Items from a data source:
= Beginning of Section =
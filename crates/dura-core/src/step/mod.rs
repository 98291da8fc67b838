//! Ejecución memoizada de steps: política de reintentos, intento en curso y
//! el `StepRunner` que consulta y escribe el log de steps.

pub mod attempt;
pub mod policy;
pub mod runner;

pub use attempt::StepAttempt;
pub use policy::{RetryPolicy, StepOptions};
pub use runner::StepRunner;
= End of Section =
Task goal
Give back the data above exactly, so that every line matches.

Answer box
filename crates/dura-core/src/step/mod.rs
repository 98291da8fc67b838
//! Ejecución memoizada de steps: política de reintentos, intento en curso y
//! el `StepRunner` que consulta y escribe el log de steps.

pub mod attempt;
pub mod policy;
pub mod runner;

pub use attempt::StepAttempt;
pub use policy::{RetryPolicy, StepOptions};
pub use runner::StepRunner;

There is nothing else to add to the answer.